His first over was remarkable. When he measured his run-up, the scoreboard read 47 for 0 in four overs. Kusal Mendis was on a rampage, Pathum Nissanka was looking to unshackle. But Patel applied the brakes on the scoring. There was nothing remarkable or unknown in the way he did it. He would skid the ball into the right-handers, modulate his pace and mix his length. He was neither pull-able nor sweep-able. Consequently, he conceded just a boundary and a six. Together with Yuzvendra Chahal, they arrested Sri Lanka’s vaulting progress before the Shanaka carnage.

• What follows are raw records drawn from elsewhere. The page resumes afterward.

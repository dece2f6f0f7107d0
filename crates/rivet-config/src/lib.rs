//! Generation-run configuration for rivet.
//!
//! Every key is optional; an empty document yields [`GeneratorConfig::default`].

use serde::{Deserialize, Serialize};
use std::{fs, path::Path};
use thiserror::Error as ThisError;

/// Namespace root used when the configuration does not name one.
pub const DEFAULT_NAMESPACE_ROOT: &str = "RivetGenerated";

/// Dispatch entry point a proxy base type must expose.
pub const DEFAULT_DISPATCH_METHOD: &str = "SendRequest";

pub const DEFAULT_RESPONSE_COMPLETION_SOURCE: &str = "Rivet.Invocation.IResponseCompletionSource";
pub const DEFAULT_INVOKABLE: &str = "Rivet.Invocation.IInvokable";

///
/// ConfigError
///

#[derive(Debug, ThisError)]
pub enum ConfigError {
    #[error("failed to read config file: {0}")]
    Io(#[from] std::io::Error),

    #[error("failed to parse config: {0}")]
    Parse(#[from] toml::de::Error),

    #[error("invalid config: {0}")]
    Invalid(String),
}

///
/// GeneratorConfig
///

#[derive(Clone, Debug, Deserialize, Eq, PartialEq, Serialize)]
#[serde(default, rename_all = "kebab-case")]
pub struct GeneratorConfig {
    pub namespace_root: String,
    pub dispatch_method: String,
    pub well_known: WellKnownNames,

    #[serde(skip_serializing_if = "Vec::is_empty")]
    pub application_parts: Vec<String>,

    /// Worker count for the parallel pass; zero means one per available core.
    pub parallelism: usize,
}

impl Default for GeneratorConfig {
    fn default() -> Self {
        Self {
            namespace_root: DEFAULT_NAMESPACE_ROOT.to_string(),
            dispatch_method: DEFAULT_DISPATCH_METHOD.to_string(),
            well_known: WellKnownNames::default(),
            application_parts: Vec::new(),
            parallelism: 0,
        }
    }
}

impl GeneratorConfig {
    /// Parse and validate a TOML document.
    pub fn from_toml_str(contents: &str) -> Result<Self, ConfigError> {
        let config: Self = toml::from_str(contents)?;
        config.validate()?;

        Ok(config)
    }

    /// Read, parse and validate a TOML file.
    pub fn load(path: impl AsRef<Path>) -> Result<Self, ConfigError> {
        let contents = fs::read_to_string(path)?;

        Self::from_toml_str(&contents)
    }

    pub fn validate(&self) -> Result<(), ConfigError> {
        validate_dotted_ident("namespace-root", &self.namespace_root)?;
        validate_dotted_ident("dispatch-method", &self.dispatch_method)?;
        if self.dispatch_method.contains('.') {
            return Err(ConfigError::Invalid(format!(
                "dispatch-method '{}' must be a single identifier",
                self.dispatch_method
            )));
        }

        validate_dotted_ident(
            "well-known.response-completion-source",
            &self.well_known.response_completion_source,
        )?;
        validate_dotted_ident("well-known.invokable", &self.well_known.invokable)?;

        if self.application_parts.iter().any(String::is_empty) {
            return Err(ConfigError::Invalid(
                "application-parts must not contain empty names".to_string(),
            ));
        }

        Ok(())
    }
}

///
/// WellKnownNames
/// Fully-qualified names of the runtime types the dispatch contract refers to.
///

#[derive(Clone, Debug, Deserialize, Eq, PartialEq, Serialize)]
#[serde(default, rename_all = "kebab-case")]
pub struct WellKnownNames {
    pub response_completion_source: String,
    pub invokable: String,
}

impl Default for WellKnownNames {
    fn default() -> Self {
        Self {
            response_completion_source: DEFAULT_RESPONSE_COMPLETION_SOURCE.to_string(),
            invokable: DEFAULT_INVOKABLE.to_string(),
        }
    }
}

// validate_dotted_ident
fn validate_dotted_ident(key: &str, value: &str) -> Result<(), ConfigError> {
    if value.is_empty() {
        return Err(ConfigError::Invalid(format!("{key} is empty")));
    }

    for segment in value.split('.') {
        let mut chars = segment.chars();
        let valid_start = chars
            .next()
            .is_some_and(|c| c.is_alphabetic() || c == '_');
        let valid_rest = chars.all(|c| c.is_alphanumeric() || c == '_');

        if !valid_start || !valid_rest {
            return Err(ConfigError::Invalid(format!(
                "{key} '{value}' is not a valid dotted identifier"
            )));
        }
    }

    Ok(())
}

///
/// TESTS
///

#[cfg(test)]
mod tests {
    use super::*;

    #[test]
    fn empty_document_yields_defaults() {
        let config = GeneratorConfig::from_toml_str("").expect("empty config should parse");

        assert_eq!(config, GeneratorConfig::default());
        assert_eq!(config.namespace_root, DEFAULT_NAMESPACE_ROOT);
        assert_eq!(config.dispatch_method, DEFAULT_DISPATCH_METHOD);
    }

    #[test]
    fn kebab_case_keys_override_defaults() {
        let config = GeneratorConfig::from_toml_str(
            r#"
            namespace-root = "Acme.Generated"
            dispatch-method = "Dispatch"
            application-parts = ["Acme.Core", "Acme.Api"]
            parallelism = 4

            [well-known]
            invokable = "Acme.Rpc.IRequest"
            "#,
        )
        .expect("config should parse");

        assert_eq!(config.namespace_root, "Acme.Generated");
        assert_eq!(config.dispatch_method, "Dispatch");
        assert_eq!(config.application_parts, vec!["Acme.Core", "Acme.Api"]);
        assert_eq!(config.parallelism, 4);
        assert_eq!(config.well_known.invokable, "Acme.Rpc.IRequest");
        assert_eq!(
            config.well_known.response_completion_source,
            DEFAULT_RESPONSE_COMPLETION_SOURCE,
            "unspecified well-known names keep their defaults"
        );
    }

    #[test]
    fn malformed_toml_is_a_parse_error() {
        let err = GeneratorConfig::from_toml_str("namespace-root = ").expect_err("should fail");

        assert!(matches!(err, ConfigError::Parse(_)));
    }

    #[test]
    fn rejects_illegal_namespace_root() {
        let err = GeneratorConfig::from_toml_str(r#"namespace-root = "Acme..Generated""#)
            .expect_err("empty segment should be rejected");

        assert!(matches!(err, ConfigError::Invalid(_)));
        assert!(err.to_string().contains("namespace-root"));
    }

    #[test]
    fn rejects_dotted_dispatch_method() {
        let err = GeneratorConfig::from_toml_str(r#"dispatch-method = "Proxy.Send""#)
            .expect_err("dotted dispatch method should be rejected");

        assert!(err.to_string().contains("single identifier"));
    }

    #[test]
    fn rejects_empty_application_part() {
        let err = GeneratorConfig::from_toml_str(r#"application-parts = ["Acme", ""]"#)
            .expect_err("empty part should be rejected");

        assert!(matches!(err, ConfigError::Invalid(_)));
    }

    #[test]
    fn missing_file_is_an_io_error() {
        let err = GeneratorConfig::load("/nonexistent/rivet.toml").expect_err("should fail");

        assert!(matches!(err, ConfigError::Io(_)));
    }
}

The Indian fast bowlers endured a chastening day. From the peak of Mumbai, the descent into chaos was swift. Their 15 overs in Mumbai conceded 102 runs; here, their 12 were ransacked for 151, that is without discounting Hardik Pandya’s splendid two-over burst with the new ball, an out-swing barrage of the highest quality. Mavi’s four overs went for 53 runs, though one saw the virtues of a tearaway in the wickets of Charith Asalanka and Wanindu Hasaranga off successive ball to impede Sri Lanka’s momentum; Arshdeep Singh was horrific (37 off two) and Umran Malik scattergun (48/3 off four). Such nights would occasionally wink under T20 skies, where Axar Patel’s name was written as a tragic hero.